The mean daily range of temperature for Dunedin averages for a year 14.0° Fahr. For a period of seven, the highest mean daily range was 22.0°, the lowest was 8.0°, the former being for a January month, the latter being for a June month. In Scotland 12° is the average mean daily range.*
The physical features of a country have a modifying influence on its climate, in addition to its latitude. Thus our ocean and forests control the mean daily range of temperature, and influence the humidity of our atmosphere.
Rainfall.—Our mean annual rainfall is 31.49 inches. Rain falls on an average upon 148 days in the year, 69.2 of these being what are termed rainy days-i.e., over 0.1 in. falls upon them.

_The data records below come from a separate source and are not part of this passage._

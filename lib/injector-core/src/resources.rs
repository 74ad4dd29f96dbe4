//! Ordered resource maps and merging of device resources into them

use serde::de::{MapAccess, Visitor};
use serde::ser::SerializeMap;
use serde::{Deserialize, Deserializer, Serialize, Serializer};
use std::fmt;
use std::str::FromStr;
use tracing::{debug, warn};

/// Quantity contributed by each network that resolves to a resource
pub const UNIT_QUANTITY: u64 = 1;

/// Resource name to quantity map that keeps insertion order.
///
/// Serialization writes entries in order and deserialization keeps the order
/// of the source document, so patches are byte-for-byte reproducible.
#[derive(Clone, Debug, Default, PartialEq, Eq)]
pub struct ResourceMap {
    entries: Vec<(String, String)>,
}

impl ResourceMap {
    pub fn new() -> Self {
        Self::default()
    }

    pub fn get(&self, key: &str) -> Option<&str> {
        self.entries
            .iter()
            .find(|(k, _)| k == key)
            .map(|(_, v)| v.as_str())
    }

    /// Set a quantity, keeping the position of an existing key
    pub fn insert(&mut self, key: impl Into<String>, quantity: impl Into<String>) {
        let key = key.into();
        let quantity = quantity.into();
        match self.entries.iter_mut().find(|(k, _)| *k == key) {
            Some(entry) => entry.1 = quantity,
            None => self.entries.push((key, quantity)),
        }
    }

    pub fn iter(&self) -> impl Iterator<Item = (&str, &str)> {
        self.entries.iter().map(|(k, v)| (k.as_str(), v.as_str()))
    }

    pub fn keys(&self) -> impl Iterator<Item = &str> {
        self.entries.iter().map(|(k, _)| k.as_str())
    }

    pub fn len(&self) -> usize {
        self.entries.len()
    }

    pub fn is_empty(&self) -> bool {
        self.entries.is_empty()
    }
}

impl<K: Into<String>, V: Into<String>> FromIterator<(K, V)> for ResourceMap {
    fn from_iter<I: IntoIterator<Item = (K, V)>>(iter: I) -> Self {
        let mut map = ResourceMap::new();
        for (k, v) in iter {
            map.insert(k, v);
        }
        map
    }
}

impl Serialize for ResourceMap {
    fn serialize<S: Serializer>(&self, serializer: S) -> Result<S::Ok, S::Error> {
        let mut map = serializer.serialize_map(Some(self.entries.len()))?;
        for (k, v) in &self.entries {
            map.serialize_entry(k, v)?;
        }
        map.end()
    }
}

impl<'de> Deserialize<'de> for ResourceMap {
    fn deserialize<D: Deserializer<'de>>(deserializer: D) -> Result<Self, D::Error> {
        struct ResourceMapVisitor;

        impl<'de> Visitor<'de> for ResourceMapVisitor {
            type Value = ResourceMap;

            fn expecting(&self, f: &mut fmt::Formatter<'_>) -> fmt::Result {
                f.write_str("a map of resource names to quantity strings")
            }

            fn visit_map<A: MapAccess<'de>>(self, mut access: A) -> Result<ResourceMap, A::Error> {
                let mut map = ResourceMap::new();
                while let Some((k, v)) = access.next_entry::<String, String>()? {
                    map.insert(k, v);
                }
                Ok(map)
            }
        }

        deserializer.deserialize_map(ResourceMapVisitor)
    }
}

/// How a resource already present in a container map is combined with the
/// quantity requested by the pod's networks
#[derive(Clone, Copy, Debug, Default, PartialEq, Eq)]
pub enum MergePolicy {
    /// Set the entry to the number of networks requesting it. Re-running the
    /// merge with the same networks leaves the map unchanged.
    ///
    /// A quantity the pod already declares for an injected device resource is
    /// overwritten, so a declared `"4"` becomes `"1"` for a single network.
    /// Entries for resources no network resolves to are left alone.
    #[default]
    Replace,
    /// Add the number of networks requesting it to an existing integer
    /// quantity. Not idempotent: every admission adds again.
    Accumulate,
}

impl FromStr for MergePolicy {
    type Err = String;

    fn from_str(s: &str) -> Result<Self, Self::Err> {
        match s.to_lowercase().as_str() {
            "replace" => Ok(MergePolicy::Replace),
            "accumulate" => Ok(MergePolicy::Accumulate),
            _ => Err(format!(
                "Invalid merge policy: {}. Must be replace or accumulate",
                s
            )),
        }
    }
}

impl fmt::Display for MergePolicy {
    fn fmt(&self, f: &mut fmt::Formatter<'_>) -> fmt::Result {
        match self {
            MergePolicy::Replace => f.write_str("replace"),
            MergePolicy::Accumulate => f.write_str("accumulate"),
        }
    }
}

/// Native Kubernetes resources (`cpu`, `memory`, `hugepages-2Mi`, ...) have no
/// domain prefix or live in the kubernetes.io domain
pub fn is_native_resource(name: &str) -> bool {
    match name.split_once('/') {
        None => true,
        Some((domain, _)) => domain == "kubernetes.io" || domain.ends_with(".kubernetes.io"),
    }
}

/// Count identifiers in first-seen order
fn count_identifiers(identifiers: &[String]) -> Vec<(&str, u64)> {
    let mut counts: Vec<(&str, u64)> = Vec::new();
    for id in identifiers {
        match counts.iter_mut().find(|(k, _)| *k == id.as_str()) {
            Some(entry) => entry.1 += UNIT_QUANTITY,
            None => counts.push((id.as_str(), UNIT_QUANTITY)),
        }
    }
    counts
}

/// Merge device resource identifiers into a copy of `existing`.
///
/// Existing entries keep their position and encoding; new resources are
/// appended in the order they were first requested. Native resources are
/// never modified.
pub fn merge(existing: &ResourceMap, identifiers: &[String], policy: MergePolicy) -> ResourceMap {
    let mut merged = existing.clone();

    for (resource, count) in count_identifiers(identifiers) {
        if is_native_resource(resource) {
            warn!(resource = %resource, "Refusing to inject native resource");
            continue;
        }

        let quantity = match (policy, merged.get(resource)) {
            (MergePolicy::Accumulate, Some(current)) => match current.parse::<u64>() {
                Ok(current) => current.saturating_add(count),
                Err(_) => {
                    debug!(
                        resource = %resource,
                        quantity = %current,
                        "Existing quantity is not an integer, replacing it"
                    );
                    count
                }
            },
            _ => count,
        };

        merged.insert(resource, quantity.to_string());
    }

    merged
}

#[cfg(test)]
mod tests {
    use super::*;

    const SRIOV: &str = "openshift.io/intel_sriov";

    fn ids(values: &[&str]) -> Vec<String> {
        values.iter().map(|v| v.to_string()).collect()
    }

    #[test]
    fn test_merge_into_empty() {
        let merged = merge(&ResourceMap::new(), &ids(&[SRIOV]), MergePolicy::Replace);
        assert_eq!(merged, ResourceMap::from_iter([(SRIOV, "1")]));
    }

    #[test]
    fn test_merge_preserves_existing_entries_and_order() {
        let existing = ResourceMap::from_iter([("memory", "12345"), ("cpu", "100m")]);
        let merged = merge(&existing, &ids(&[SRIOV]), MergePolicy::Replace);

        let entries: Vec<_> = merged.iter().collect();
        assert_eq!(
            entries,
            vec![("memory", "12345"), ("cpu", "100m"), (SRIOV, "1")]
        );
        // Input untouched
        assert_eq!(existing.len(), 2);
    }

    #[test]
    fn test_merge_duplicates_each_contribute() {
        let merged = merge(
            &ResourceMap::new(),
            &ids(&["intel.com/b", SRIOV, "intel.com/b"]),
            MergePolicy::Replace,
        );
        let entries: Vec<_> = merged.iter().collect();
        assert_eq!(entries, vec![("intel.com/b", "2"), (SRIOV, "1")]);
    }

    #[test]
    fn test_replace_policy_is_idempotent() {
        let once = merge(&ResourceMap::new(), &ids(&[SRIOV]), MergePolicy::Replace);
        let twice = merge(&once, &ids(&[SRIOV]), MergePolicy::Replace);
        assert_eq!(once, twice);
    }

    #[test]
    fn test_replace_policy_overwrites_existing_device_quantity() {
        let existing = ResourceMap::from_iter([(SRIOV, "4")]);
        let merged = merge(&existing, &ids(&[SRIOV]), MergePolicy::Replace);
        assert_eq!(merged.get(SRIOV), Some("1"));
    }

    #[test]
    fn test_accumulate_policy_sums() {
        let existing = ResourceMap::from_iter([(SRIOV, "2")]);
        let merged = merge(&existing, &ids(&[SRIOV, SRIOV]), MergePolicy::Accumulate);
        assert_eq!(merged.get(SRIOV), Some("4"));
    }

    #[test]
    fn test_accumulate_policy_replaces_non_integer() {
        let existing = ResourceMap::from_iter([(SRIOV, "1k")]);
        let merged = merge(&existing, &ids(&[SRIOV]), MergePolicy::Accumulate);
        assert_eq!(merged.get(SRIOV), Some("1"));
    }

    #[test]
    fn test_native_resources_are_never_touched() {
        let existing = ResourceMap::from_iter([("cpu", "100"), ("memory", "12345")]);
        let merged = merge(
            &existing,
            &ids(&["cpu", "hugepages-2Mi", "kubernetes.io/batch"]),
            MergePolicy::Accumulate,
        );
        assert_eq!(merged, existing);
    }

    #[test]
    fn test_is_native_resource() {
        assert!(is_native_resource("cpu"));
        assert!(is_native_resource("ephemeral-storage"));
        assert!(is_native_resource("kubernetes.io/foo"));
        assert!(is_native_resource("node.kubernetes.io/foo"));
        assert!(!is_native_resource(SRIOV));
        assert!(!is_native_resource("intel.com/sriov_netdevice"));
    }

    #[test]
    fn test_serde_keeps_document_order() {
        let json = r#"{"memory":"12345","cpu":"100"}"#;
        let map: ResourceMap = serde_json::from_str(json).unwrap();
        assert_eq!(map.keys().collect::<Vec<_>>(), vec!["memory", "cpu"]);
        assert_eq!(serde_json::to_string(&map).unwrap(), json);
    }

    #[test]
    fn test_merge_policy_from_str() {
        assert_eq!("replace".parse::<MergePolicy>(), Ok(MergePolicy::Replace));
        assert_eq!("Accumulate".parse::<MergePolicy>(), Ok(MergePolicy::Accumulate));
        assert!("sum".parse::<MergePolicy>().is_err());
        assert_eq!(MergePolicy::default().to_string(), "replace");
    }
}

The average rainfall in a year among the western hills of Great Britain and Ireland is 80 to 150 inches; away from the hills, likewise upon the west, 30 to 45 inches; and upon the east it is 20 to 28 inches. In France 30 inches is the yearly average. During our summer months, from the years 1867 to 1873 inclusive, a mean of 9.840 inches of rain fell, the mean for the winter months being 8.323 inches-the greatest rainfall any one day amounting to l.926, with a south-east wind, in a May month.
The mean dew point for seven years, as taken at the Government Observatory, was 42.5°.
The mean humidity for the same period was 76.3°, saturation equalling 100. Our atmosphere is as a rule ¾ saturated with vapour,†
The prevailing wind is the west, next south-west, and northeast.
* Buchan on Meteorology.
† Taking the atmosphere around the Observatory to be not far different from that in the City.